About this task: When a line below contains the word "RawValue", copy that line.

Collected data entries
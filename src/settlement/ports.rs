//! 结算核心依赖的外部协作方接口。

use std::collections::HashMap;

use anyhow::Result;
use async_trait::async_trait;
use rust_decimal::Decimal;
use solana_sdk::pubkey::Pubkey;
use solana_sdk::signature::Keypair;

use super::error::StoreError;
use super::types::{
    AggregatorQuote, AggregatorQuoteRequest, BuildTransactionRequest, BuiltTransaction,
    ChainTransactionStatus, CoinInfo, ListOptions, Page, SendOptions, Trade, TradeField,
    TradeStatus,
};

/// 链上提交与状态查询。
#[async_trait]
pub trait ChainClient: Send + Sync {
    /// 返回 base58 交易签名。
    async fn send_raw_transaction(&self, raw: &[u8], options: SendOptions) -> Result<String>;

    async fn get_transaction_status(&self, signature: &str) -> Result<ChainTransactionStatus>;
}

/// 可选能力：估算单笔交易的优先费（lamports）。组装服务时注入，不在调用时探测。
#[async_trait]
pub trait FeeEstimator: Send + Sync {
    async fn estimate_priority_fee_lamports(&self) -> Result<u64>;
}

#[async_trait]
pub trait QuoteAggregator: Send + Sync {
    async fn quote(&self, request: &AggregatorQuoteRequest) -> Result<AggregatorQuote>;

    async fn build_transaction(&self, request: &BuildTransactionRequest)
    -> Result<BuiltTransaction>;
}

#[async_trait]
pub trait CoinResolver: Send + Sync {
    /// 未知 mint 返回 `Ok(None)`。
    async fn resolve(&self, mint: &str) -> Result<Option<CoinInfo>>;
}

#[async_trait]
pub trait PriceOracle: Send + Sync {
    /// 未能定价的 mint 不出现在结果中。
    async fn batch_price(&self, mints: &[String]) -> Result<HashMap<String, Decimal>>;
}

#[async_trait]
pub trait TradeStore: Send + Sync {
    /// 分配 id 并写入，返回入库后的记录。
    async fn create(&self, trade: Trade) -> Result<Trade, StoreError>;

    async fn update(&self, trade: &Trade) -> Result<(), StoreError>;

    async fn get(&self, id: &str) -> Result<Option<Trade>, StoreError>;

    async fn get_by_field(&self, field: TradeField, value: &str)
    -> Result<Option<Trade>, StoreError>;

    async fn list(&self, options: &ListOptions) -> Result<Page<Trade>, StoreError>;

    /// 仅当库中记录状态等于 `expected` 时写入；状态不符返回 `Ok(false)`。
    async fn compare_and_swap(&self, expected: TradeStatus, trade: &Trade)
    -> Result<bool, StoreError>;
}

/// 平台费收款账户（ATA）的推导、查询与创建。
#[async_trait]
pub trait AccountProvisioner: Send + Sync {
    async fn derive_account(&self, owner: &Pubkey, mint: &Pubkey) -> Result<Pubkey>;

    async fn exists(&self, address: &Pubkey) -> Result<bool>;

    async fn create(&self, owner: &Pubkey, mint: &Pubkey, payer: &Keypair) -> Result<()>;
}
use serde::{Deserialize, Serialize};
use serde_json::value::RawValue;
use solana_sdk::pubkey::Pubkey;

use crate::api::serde_helpers::{field_as_string, option_field_as_string};
use crate::settlement::types::BuiltTransaction;

/// `/swap/v1/swap` 请求体；`quoteResponse` 原样嵌入报价响应。
#[derive(Debug, Serialize)]
#[serde(rename_all = "camelCase")]
pub struct SwapRequest<'a> {
    pub quote_response: &'a RawValue,
    #[serde(with = "field_as_string")]
    pub user_public_key: Pubkey,
    #[serde(
        with = "option_field_as_string",
        skip_serializing_if = "Option::is_none"
    )]
    pub fee_account: Option<Pubkey>,
    pub wrap_and_unwrap_sol: bool,
    pub dynamic_compute_unit_limit: bool,
}

impl<'a> SwapRequest<'a> {
    pub fn new(
        quote_response: &'a RawValue,
        user_public_key: Pubkey,
        fee_account: Option<Pubkey>,
    ) -> Self {
        Self {
            quote_response,
            user_public_key,
            fee_account,
            wrap_and_unwrap_sol: true,
            dynamic_compute_unit_limit: true,
        }
    }
}

#[derive(Debug, Clone, Deserialize)]
#[serde(rename_all = "camelCase")]
pub struct SwapResponse {
    pub swap_transaction: String,
    #[serde(default)]
    pub setup_transaction: Option<String>,
    #[serde(default)]
    pub cleanup_transaction: Option<String>,
    #[serde(default)]
    pub prioritization_fee_lamports: Option<u64>,
    #[serde(default)]
    pub last_valid_block_height: Option<u64>,
}

impl SwapResponse {
    pub fn into_built_transaction(self) -> BuiltTransaction {
        let non_empty = |value: Option<String>| value.filter(|tx| !tx.trim().is_empty());
        BuiltTransaction {
            unsigned_transaction: self.swap_transaction,
            setup_transaction: non_empty(self.setup_transaction),
            cleanup_transaction: non_empty(self.cleanup_transaction),
            prioritization_fee_lamports: self.prioritization_fee_lamports,
        }
    }
}

#[cfg(test)]
mod tests {
    use super::*;
    use serde_json::{Value, json};

    #[test]
    fn request_embeds_quote_verbatim() {
        let quote = r#"{"inAmount":"1000000","outAmount":"148213","routePlan":[]}"#;
        let raw: &RawValue = serde_json::from_str(quote).expect("raw");
        let user = Pubkey::new_unique();
        let fee_account = Pubkey::new_unique();

        let encoded = serde_json::to_string(&SwapRequest::new(raw, user, Some(fee_account)))
            .expect("encode");
        assert!(encoded.contains(quote));

        let value: Value = serde_json::from_str(&encoded).expect("decode");
        assert_eq!(value["userPublicKey"], json!(user.to_string()));
        assert_eq!(value["feeAccount"], json!(fee_account.to_string()));
        assert_eq!(value["wrapAndUnwrapSol"], json!(true));

        let without_fee =
            serde_json::to_value(SwapRequest::new(raw, user, None)).expect("encode");
        assert!(without_fee.get("feeAccount").is_none());
    }

    #[test]
    fn empty_auxiliary_transactions_are_dropped() {
        let response: SwapResponse = serde_json::from_value(json!({
            "swapTransaction": "AQAB",
            "setupTransaction": "",
            "cleanupTransaction": "AgAC",
            "lastValidBlockHeight": 279_632_475u64,
            "prioritizationFeeLamports": 9_999
        }))
        .expect("decode");
        let built = response.into_built_transaction();
        assert_eq!(built.unsigned_transaction, "AQAB");
        assert!(built.setup_transaction.is_none());
        assert_eq!(built.cleanup_transaction.as_deref(), Some("AgAC"));
        assert_eq!(built.prioritization_fee_lamports, Some(9_999));
        assert_eq!(built.sub_transaction_count(), 2);
    }
}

Response to the exercise:
use serde_json::value::RawValue;
    pub quote_response: &'a RawValue,
        quote_response: &'a RawValue,
        let raw: &RawValue = serde_json::from_str(quote).expect("raw");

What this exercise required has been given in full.